(Stored items)

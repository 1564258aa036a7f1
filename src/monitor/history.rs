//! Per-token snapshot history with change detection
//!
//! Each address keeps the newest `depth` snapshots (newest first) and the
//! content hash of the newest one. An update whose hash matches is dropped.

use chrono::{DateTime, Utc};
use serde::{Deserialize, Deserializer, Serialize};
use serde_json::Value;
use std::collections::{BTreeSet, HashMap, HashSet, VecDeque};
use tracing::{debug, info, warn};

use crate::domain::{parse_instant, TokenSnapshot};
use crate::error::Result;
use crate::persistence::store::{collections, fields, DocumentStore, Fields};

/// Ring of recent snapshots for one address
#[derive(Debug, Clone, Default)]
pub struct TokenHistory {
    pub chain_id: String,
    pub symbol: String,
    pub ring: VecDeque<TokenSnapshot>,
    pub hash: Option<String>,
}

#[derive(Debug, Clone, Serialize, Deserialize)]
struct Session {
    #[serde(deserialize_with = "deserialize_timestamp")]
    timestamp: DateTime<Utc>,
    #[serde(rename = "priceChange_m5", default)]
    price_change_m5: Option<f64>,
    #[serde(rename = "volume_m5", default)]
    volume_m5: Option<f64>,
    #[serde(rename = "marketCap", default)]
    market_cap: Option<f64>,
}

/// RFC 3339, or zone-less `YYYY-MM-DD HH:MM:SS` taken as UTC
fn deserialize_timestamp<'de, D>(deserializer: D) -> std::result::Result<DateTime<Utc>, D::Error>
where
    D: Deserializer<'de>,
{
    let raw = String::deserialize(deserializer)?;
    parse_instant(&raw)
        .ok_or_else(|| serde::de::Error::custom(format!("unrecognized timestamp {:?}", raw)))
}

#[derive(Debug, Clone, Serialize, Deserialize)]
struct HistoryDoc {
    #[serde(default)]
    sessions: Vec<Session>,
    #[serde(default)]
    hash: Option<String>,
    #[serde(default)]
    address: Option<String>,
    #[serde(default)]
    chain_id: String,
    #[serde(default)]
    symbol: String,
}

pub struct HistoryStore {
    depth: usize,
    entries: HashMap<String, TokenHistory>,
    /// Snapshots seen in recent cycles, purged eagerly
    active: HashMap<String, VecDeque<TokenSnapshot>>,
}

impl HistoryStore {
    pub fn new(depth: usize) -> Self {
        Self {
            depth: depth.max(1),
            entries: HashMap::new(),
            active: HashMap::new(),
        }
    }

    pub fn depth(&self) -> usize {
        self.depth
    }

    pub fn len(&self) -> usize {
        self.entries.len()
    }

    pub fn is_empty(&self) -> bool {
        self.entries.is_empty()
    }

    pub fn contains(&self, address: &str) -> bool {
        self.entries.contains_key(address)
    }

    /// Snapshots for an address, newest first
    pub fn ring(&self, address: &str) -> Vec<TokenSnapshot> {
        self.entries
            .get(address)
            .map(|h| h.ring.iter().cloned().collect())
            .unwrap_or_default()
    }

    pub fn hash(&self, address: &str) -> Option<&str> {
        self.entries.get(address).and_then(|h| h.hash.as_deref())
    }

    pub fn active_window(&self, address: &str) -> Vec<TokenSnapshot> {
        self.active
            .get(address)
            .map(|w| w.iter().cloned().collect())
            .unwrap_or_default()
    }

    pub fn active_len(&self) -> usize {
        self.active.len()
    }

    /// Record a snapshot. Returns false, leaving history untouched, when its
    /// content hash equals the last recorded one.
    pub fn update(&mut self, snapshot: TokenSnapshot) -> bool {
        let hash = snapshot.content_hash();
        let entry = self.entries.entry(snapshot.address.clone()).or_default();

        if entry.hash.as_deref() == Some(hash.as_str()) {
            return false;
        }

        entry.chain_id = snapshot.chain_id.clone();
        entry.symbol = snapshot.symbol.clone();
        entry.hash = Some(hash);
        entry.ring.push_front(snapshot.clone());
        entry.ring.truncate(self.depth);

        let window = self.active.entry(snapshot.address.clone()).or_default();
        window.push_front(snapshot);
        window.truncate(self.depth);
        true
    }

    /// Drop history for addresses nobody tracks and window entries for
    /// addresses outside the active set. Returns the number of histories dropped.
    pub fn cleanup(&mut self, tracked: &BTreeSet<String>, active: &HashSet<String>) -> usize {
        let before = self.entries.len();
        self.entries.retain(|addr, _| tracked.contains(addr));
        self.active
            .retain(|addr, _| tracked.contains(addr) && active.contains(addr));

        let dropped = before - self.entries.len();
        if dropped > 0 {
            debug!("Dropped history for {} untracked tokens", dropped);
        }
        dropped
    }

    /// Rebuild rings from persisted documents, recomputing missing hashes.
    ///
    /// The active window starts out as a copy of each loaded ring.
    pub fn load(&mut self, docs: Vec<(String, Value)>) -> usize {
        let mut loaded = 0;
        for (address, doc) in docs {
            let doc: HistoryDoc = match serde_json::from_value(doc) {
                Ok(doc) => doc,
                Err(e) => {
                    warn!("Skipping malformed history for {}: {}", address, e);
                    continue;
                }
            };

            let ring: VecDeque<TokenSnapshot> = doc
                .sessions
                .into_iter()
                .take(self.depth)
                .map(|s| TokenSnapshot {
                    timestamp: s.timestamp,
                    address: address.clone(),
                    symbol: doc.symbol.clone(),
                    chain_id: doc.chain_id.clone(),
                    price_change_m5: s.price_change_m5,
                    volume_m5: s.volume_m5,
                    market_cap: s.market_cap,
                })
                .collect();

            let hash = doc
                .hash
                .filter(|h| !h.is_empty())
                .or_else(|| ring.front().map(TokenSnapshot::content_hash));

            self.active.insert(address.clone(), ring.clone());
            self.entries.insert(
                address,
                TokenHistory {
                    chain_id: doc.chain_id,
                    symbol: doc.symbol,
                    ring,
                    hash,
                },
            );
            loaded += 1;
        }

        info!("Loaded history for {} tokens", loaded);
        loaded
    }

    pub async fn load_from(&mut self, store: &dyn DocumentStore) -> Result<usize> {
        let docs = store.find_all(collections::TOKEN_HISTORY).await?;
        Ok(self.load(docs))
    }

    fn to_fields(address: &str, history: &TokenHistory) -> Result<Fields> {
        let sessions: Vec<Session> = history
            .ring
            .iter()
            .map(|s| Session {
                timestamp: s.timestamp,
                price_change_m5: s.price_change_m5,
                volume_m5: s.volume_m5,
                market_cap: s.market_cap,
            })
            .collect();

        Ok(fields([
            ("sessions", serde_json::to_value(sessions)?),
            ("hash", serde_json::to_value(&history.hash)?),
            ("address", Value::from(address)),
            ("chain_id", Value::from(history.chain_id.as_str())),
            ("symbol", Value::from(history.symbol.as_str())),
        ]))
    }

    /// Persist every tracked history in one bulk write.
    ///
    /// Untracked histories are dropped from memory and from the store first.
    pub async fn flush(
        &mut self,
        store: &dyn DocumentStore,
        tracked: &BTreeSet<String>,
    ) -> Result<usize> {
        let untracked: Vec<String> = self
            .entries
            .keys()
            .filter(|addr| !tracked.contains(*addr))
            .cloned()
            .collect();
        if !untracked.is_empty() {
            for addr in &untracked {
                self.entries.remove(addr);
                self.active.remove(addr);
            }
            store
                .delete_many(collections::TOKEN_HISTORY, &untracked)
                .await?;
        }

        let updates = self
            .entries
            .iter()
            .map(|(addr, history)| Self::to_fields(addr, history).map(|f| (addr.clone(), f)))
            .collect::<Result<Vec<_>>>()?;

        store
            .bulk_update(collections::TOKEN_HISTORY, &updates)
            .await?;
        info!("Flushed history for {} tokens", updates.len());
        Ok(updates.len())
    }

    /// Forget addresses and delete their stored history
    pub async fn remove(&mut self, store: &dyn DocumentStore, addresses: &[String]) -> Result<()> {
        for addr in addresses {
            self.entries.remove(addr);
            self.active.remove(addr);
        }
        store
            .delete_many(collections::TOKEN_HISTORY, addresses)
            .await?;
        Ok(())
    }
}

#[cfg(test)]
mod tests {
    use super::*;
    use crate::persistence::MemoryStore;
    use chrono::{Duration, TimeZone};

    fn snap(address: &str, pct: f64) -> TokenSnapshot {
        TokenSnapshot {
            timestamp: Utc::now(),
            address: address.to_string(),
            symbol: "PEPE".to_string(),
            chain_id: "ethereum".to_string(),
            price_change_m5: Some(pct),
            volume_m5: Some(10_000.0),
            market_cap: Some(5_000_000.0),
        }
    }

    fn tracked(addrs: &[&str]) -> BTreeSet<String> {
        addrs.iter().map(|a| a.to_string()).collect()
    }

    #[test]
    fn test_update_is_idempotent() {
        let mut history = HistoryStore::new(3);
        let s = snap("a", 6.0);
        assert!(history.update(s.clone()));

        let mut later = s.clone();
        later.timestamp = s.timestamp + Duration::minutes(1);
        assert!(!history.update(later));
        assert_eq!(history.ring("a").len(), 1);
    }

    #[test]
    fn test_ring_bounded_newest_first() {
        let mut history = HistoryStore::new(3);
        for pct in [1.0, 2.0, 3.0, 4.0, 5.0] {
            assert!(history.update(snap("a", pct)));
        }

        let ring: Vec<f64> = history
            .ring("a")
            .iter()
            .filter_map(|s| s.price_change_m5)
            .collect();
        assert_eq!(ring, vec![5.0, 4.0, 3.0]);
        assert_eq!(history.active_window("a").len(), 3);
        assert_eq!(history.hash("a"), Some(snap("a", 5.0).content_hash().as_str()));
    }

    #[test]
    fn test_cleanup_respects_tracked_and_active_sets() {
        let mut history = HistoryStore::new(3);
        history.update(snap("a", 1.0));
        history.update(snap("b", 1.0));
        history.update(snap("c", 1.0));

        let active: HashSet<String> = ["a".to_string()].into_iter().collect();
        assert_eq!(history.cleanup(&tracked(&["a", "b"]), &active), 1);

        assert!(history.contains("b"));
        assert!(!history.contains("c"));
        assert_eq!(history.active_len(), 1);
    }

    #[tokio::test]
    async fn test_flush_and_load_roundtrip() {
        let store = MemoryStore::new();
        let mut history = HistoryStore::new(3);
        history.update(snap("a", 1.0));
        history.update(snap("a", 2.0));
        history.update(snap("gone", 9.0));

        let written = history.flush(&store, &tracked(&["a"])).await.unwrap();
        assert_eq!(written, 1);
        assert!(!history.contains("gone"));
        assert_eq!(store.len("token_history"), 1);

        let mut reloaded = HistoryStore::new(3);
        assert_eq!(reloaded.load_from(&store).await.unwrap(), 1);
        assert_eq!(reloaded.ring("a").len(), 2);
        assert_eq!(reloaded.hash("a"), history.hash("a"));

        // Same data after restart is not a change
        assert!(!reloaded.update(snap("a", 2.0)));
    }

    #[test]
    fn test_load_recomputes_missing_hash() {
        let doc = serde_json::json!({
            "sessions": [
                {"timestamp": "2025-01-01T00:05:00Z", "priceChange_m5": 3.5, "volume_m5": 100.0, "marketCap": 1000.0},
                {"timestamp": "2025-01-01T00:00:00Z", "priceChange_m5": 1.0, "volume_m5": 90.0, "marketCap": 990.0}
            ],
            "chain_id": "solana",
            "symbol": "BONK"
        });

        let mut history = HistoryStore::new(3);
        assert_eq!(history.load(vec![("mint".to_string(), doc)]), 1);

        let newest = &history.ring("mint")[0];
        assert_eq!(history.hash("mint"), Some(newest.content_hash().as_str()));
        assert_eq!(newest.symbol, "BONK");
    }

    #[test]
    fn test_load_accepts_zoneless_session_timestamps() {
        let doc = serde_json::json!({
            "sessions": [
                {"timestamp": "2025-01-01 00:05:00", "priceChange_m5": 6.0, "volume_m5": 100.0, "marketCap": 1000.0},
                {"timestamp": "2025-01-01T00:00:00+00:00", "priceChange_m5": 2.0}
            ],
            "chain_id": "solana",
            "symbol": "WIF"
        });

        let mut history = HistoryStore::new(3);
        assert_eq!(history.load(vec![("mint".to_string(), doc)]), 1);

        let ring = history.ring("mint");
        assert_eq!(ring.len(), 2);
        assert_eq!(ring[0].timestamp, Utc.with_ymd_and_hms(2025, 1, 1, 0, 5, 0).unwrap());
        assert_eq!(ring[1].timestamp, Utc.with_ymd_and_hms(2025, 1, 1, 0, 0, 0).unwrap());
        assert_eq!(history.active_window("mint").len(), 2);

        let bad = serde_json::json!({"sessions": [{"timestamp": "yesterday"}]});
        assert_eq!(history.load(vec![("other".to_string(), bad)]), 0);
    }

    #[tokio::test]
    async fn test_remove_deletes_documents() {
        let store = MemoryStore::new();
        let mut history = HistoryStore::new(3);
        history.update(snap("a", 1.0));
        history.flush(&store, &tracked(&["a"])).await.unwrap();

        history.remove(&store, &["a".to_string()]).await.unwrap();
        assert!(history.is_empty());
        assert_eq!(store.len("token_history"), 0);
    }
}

● Problem:
Gather from the records above every line containing the string "rename".

● Solution to this exercise:
    #[serde(rename = "priceChange_m5", default)]
    #[serde(rename = "volume_m5", default)]
    #[serde(rename = "marketCap", default)]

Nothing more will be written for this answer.